In his book, The Spectatorship of Suffering (2006), Chouliaraki says: “The overexposure to human suffering has unaestheticizing, numbing effects. Rather than cultivating a sensibility, the spectacle of suffering becomes domesticated by the experience of watching it on television.” (pg 18) Whether shown on television or reported in newspapers or featured in magazines, the topic of female foeticide and infanticide has probably succumbed to being a victim of compassion fatigue.

States like Gujarat and Haryana are perpetual offenders, with this latest story which reports that 14 foetuses were found in a garbage bin in Ahmedabad. Yet the headline news de jour is the IPL (Indian Premier League) scandal involving Shashi Tharoor, former UN Under-Secretary General, and Lalit Modi, Chairman of the IPL. A similar example of important issues being ignored can be seen in this video where journalist P. Sainath talks about how 512 journalists were covering the fashion week but the pressing issue of farmers’ suicides was ignored.

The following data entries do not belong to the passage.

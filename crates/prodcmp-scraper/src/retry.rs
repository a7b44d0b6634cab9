//! Bounded retry with exponential back-off and jitter.
//!
//! [`retry_with_backoff`] wraps any fallible async operation. Whether an error
//! is worth retrying is decided by a caller-supplied predicate, so the same
//! combinator serves page fetches and anything else that talks to the
//! marketplace. Non-retriable errors (block pages, 404s) are returned
//! immediately. [`retry_with_backoff_hinted`] also takes a per-error minimum
//! delay, used to honour a server's `Retry-After`.

use std::future::Future;
use std::time::Duration;

/// Retry limits for one logical request.
#[derive(Debug, Clone, Copy, PartialEq, Eq)]
pub struct RetryPolicy {
    /// Additional attempts after the first failure. `0` disables retries.
    pub max_retries: u32,
    /// Base delay: the wait before retry `n` is `base * 2^(n-1)` (± 25 % jitter).
    pub backoff_base_ms: u64,
    /// Cap on a single delay.
    pub max_delay_ms: u64,
    /// Cap on the summed delays; once the next delay would exceed it the last
    /// error is returned.
    pub max_total_wait_ms: u64,
}

impl RetryPolicy {
    /// No retries at all.
    #[must_use]
    pub const fn none() -> Self {
        Self {
            max_retries: 0,
            backoff_base_ms: 0,
            max_delay_ms: 0,
            max_total_wait_ms: 0,
        }
    }

    /// Un-jittered delay before retry number `attempt` (1-based).
    #[must_use]
    pub fn backoff_delay_ms(&self, attempt: u32) -> u64 {
        let exp = attempt.saturating_sub(1).min(20);
        self.backoff_base_ms
            .saturating_mul(1u64 << exp)
            .min(self.max_delay_ms)
    }
}

impl Default for RetryPolicy {
    fn default() -> Self {
        Self {
            max_retries: 3,
            backoff_base_ms: 1_000,
            max_delay_ms: 15_000,
            max_total_wait_ms: 30_000,
        }
    }
}

/// Runs `operation`, retrying while `is_retriable` accepts the error and the
/// policy's attempt and total-wait budgets allow.
///
/// Back-off schedule with `backoff_base_ms = 1_000`:
///
/// | Retry | Sleep before it               |
/// |-------|-------------------------------|
/// | 1     | 1 000 ms × 2⁰ ± 25 % jitter   |
/// | 2     | 1 000 ms × 2¹ ± 25 % jitter   |
/// | 3     | 1 000 ms × 2² ± 25 % jitter   |
///
/// # Errors
///
/// Returns the last error once retries are exhausted, or the first
/// non-retriable error.
pub async fn retry_with_backoff<T, E, F, Fut, P>(
    policy: &RetryPolicy,
    is_retriable: P,
    operation: F,
) -> Result<T, E>
where
    F: FnMut() -> Fut,
    Fut: Future<Output = Result<T, E>>,
    P: Fn(&E) -> bool,
    E: std::fmt::Display,
{
    retry_with_backoff_hinted(policy, is_retriable, |_| None, operation).await
}

/// Like [`retry_with_backoff`], but `min_delay_ms` may name a floor for the
/// wait after a given error. The floor is still capped by `max_delay_ms`, and
/// a wait that would overrun `max_total_wait_ms` ends the retries.
///
/// # Errors
///
/// Returns the last error once retries are exhausted, or the first
/// non-retriable error.
pub async fn retry_with_backoff_hinted<T, E, F, Fut, P, H>(
    policy: &RetryPolicy,
    is_retriable: P,
    min_delay_ms: H,
    mut operation: F,
) -> Result<T, E>
where
    F: FnMut() -> Fut,
    Fut: Future<Output = Result<T, E>>,
    P: Fn(&E) -> bool,
    H: Fn(&E) -> Option<u64>,
    E: std::fmt::Display,
{
    let mut attempt = 0u32;
    let mut waited_ms = 0u64;

    loop {
        match operation().await {
            Ok(value) => return Ok(value),
            Err(err) => {
                if !is_retriable(&err) || attempt >= policy.max_retries {
                    return Err(err);
                }
                attempt += 1;

                let base = policy.backoff_delay_ms(attempt);
                #[allow(
                    clippy::cast_possible_truncation,
                    clippy::cast_sign_loss,
                    clippy::cast_precision_loss
                )]
                let jittered_ms = (base as f64 * (rand::random::<f64>() * 0.5 + 0.75)) as u64;
                let delay_ms = match min_delay_ms(&err) {
                    Some(floor) => jittered_ms.max(floor.min(policy.max_delay_ms)),
                    None => jittered_ms,
                };

                if waited_ms.saturating_add(delay_ms) > policy.max_total_wait_ms {
                    tracing::warn!(
                        attempt,
                        waited_ms,
                        delay_ms,
                        max_total_wait_ms = policy.max_total_wait_ms,
                        error = %err,
                        "retry wait budget exhausted; giving up"
                    );
                    return Err(err);
                }
                waited_ms += delay_ms;

                tracing::warn!(
                    attempt,
                    max_retries = policy.max_retries,
                    delay_ms,
                    error = %err,
                    "transient fetch error; retrying after back-off"
                );
                tokio::time::sleep(Duration::from_millis(delay_ms)).await;
            }
        }
    }
}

The modernization paradigm of development journalism (dominant from 1958-1980s) sought to move societies from their traditional state to a modern one – where ‘modern’ implies a westernized outlook. In this approach, information is distributed via a one-way top-down method, which leaves the people with no chance to interact with or respond to those giving out information. Thomas McPhail said that there needed to be a paradigm shift wherein the culture of the country in question was not diminished. In addition, he stressed the need for a bottom-up approach. It’s obvious the modernization paradigm will not work here; society is bogged down by this backward way of thinking. Simply telling people that female foeticide is wrong will not make them stop.

After the modernization paradigm, the participant and empowerment frameworks were developed so as to include the local population in development efforts. But this means engaging with people who believe that female foeticide is justified.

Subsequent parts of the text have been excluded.